Work order:
From the records, pick out and copy each line containing "DeleteTrigger".

Data shown:
#####

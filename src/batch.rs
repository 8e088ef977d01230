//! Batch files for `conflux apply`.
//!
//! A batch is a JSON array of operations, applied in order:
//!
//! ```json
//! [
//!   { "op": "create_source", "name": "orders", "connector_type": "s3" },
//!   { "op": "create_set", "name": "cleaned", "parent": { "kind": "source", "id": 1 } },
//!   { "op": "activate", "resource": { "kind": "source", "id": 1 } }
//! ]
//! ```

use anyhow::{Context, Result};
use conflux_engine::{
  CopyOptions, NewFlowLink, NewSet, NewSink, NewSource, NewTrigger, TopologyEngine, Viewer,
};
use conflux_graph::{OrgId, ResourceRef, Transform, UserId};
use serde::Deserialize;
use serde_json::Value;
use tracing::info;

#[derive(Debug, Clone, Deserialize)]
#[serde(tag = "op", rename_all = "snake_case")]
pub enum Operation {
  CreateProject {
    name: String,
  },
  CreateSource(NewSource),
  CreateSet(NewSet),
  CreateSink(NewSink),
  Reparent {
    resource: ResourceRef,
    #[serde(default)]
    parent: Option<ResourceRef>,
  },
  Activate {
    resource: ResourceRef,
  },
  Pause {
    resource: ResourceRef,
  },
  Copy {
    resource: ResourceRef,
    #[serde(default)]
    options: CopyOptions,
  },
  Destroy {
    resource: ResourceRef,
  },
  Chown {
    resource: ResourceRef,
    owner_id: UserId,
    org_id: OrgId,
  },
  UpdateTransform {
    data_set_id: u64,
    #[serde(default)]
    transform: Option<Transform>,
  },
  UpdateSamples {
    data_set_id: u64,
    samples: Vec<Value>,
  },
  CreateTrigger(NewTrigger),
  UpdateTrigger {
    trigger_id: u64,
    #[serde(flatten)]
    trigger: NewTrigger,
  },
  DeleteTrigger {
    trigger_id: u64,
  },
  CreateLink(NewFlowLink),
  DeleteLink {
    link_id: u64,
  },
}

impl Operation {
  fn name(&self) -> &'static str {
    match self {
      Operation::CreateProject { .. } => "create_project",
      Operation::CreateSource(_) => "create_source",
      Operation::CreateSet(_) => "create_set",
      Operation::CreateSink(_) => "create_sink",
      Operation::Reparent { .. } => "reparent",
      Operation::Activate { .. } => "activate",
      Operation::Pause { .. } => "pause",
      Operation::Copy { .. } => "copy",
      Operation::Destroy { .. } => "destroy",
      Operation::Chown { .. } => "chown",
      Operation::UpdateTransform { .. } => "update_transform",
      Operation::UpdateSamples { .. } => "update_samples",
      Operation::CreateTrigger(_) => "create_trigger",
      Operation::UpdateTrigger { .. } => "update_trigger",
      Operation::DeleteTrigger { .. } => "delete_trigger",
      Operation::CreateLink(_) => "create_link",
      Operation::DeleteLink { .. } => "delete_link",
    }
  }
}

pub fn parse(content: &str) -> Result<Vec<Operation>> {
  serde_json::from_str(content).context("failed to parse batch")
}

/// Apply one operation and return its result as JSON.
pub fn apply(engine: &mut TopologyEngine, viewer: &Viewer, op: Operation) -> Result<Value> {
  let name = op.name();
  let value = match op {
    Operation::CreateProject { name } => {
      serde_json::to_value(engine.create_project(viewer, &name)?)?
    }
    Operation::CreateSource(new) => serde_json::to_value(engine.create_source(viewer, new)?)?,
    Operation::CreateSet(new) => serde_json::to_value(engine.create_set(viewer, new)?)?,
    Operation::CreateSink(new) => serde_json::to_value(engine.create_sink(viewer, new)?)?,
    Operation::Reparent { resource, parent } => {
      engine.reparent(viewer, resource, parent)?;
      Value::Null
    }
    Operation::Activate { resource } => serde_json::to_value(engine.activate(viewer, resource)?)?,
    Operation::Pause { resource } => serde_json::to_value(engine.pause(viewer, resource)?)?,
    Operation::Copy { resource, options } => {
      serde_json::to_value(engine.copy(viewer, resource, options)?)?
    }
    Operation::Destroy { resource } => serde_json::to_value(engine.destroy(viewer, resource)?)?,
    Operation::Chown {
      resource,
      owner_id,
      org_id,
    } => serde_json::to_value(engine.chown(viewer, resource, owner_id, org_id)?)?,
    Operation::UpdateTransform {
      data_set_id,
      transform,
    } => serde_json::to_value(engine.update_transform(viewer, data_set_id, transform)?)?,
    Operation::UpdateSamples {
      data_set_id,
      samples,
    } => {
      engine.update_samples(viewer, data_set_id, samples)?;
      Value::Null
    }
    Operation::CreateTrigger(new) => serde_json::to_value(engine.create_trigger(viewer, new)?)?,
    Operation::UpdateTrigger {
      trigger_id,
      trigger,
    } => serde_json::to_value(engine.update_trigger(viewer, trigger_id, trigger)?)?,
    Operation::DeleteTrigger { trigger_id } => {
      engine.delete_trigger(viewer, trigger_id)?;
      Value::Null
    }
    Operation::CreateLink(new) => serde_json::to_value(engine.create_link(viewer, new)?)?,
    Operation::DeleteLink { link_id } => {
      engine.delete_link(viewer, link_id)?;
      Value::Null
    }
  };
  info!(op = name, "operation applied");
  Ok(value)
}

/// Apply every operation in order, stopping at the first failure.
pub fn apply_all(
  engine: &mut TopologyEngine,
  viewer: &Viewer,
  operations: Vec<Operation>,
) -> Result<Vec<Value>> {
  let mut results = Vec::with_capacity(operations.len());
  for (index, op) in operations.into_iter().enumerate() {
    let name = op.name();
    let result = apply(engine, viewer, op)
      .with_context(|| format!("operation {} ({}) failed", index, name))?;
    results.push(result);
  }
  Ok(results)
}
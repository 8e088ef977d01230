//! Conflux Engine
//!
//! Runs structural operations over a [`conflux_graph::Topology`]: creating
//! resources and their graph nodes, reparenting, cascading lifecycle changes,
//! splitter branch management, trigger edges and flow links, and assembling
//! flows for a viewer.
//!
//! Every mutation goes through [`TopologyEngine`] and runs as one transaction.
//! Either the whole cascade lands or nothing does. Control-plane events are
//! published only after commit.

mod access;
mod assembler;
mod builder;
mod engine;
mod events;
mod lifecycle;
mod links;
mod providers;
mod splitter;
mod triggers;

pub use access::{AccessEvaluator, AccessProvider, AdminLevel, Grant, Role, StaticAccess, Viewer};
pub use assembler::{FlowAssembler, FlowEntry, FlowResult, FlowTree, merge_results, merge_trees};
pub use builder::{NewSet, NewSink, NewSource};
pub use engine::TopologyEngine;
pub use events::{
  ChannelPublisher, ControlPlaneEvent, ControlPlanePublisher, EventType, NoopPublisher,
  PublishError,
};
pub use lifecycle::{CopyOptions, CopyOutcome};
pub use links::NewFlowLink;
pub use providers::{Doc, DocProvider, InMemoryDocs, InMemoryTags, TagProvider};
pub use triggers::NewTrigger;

#####

Output of the task:
  DeleteTrigger {
      Operation::DeleteTrigger { .. } => "delete_trigger",
    Operation::DeleteTrigger { trigger_id } => {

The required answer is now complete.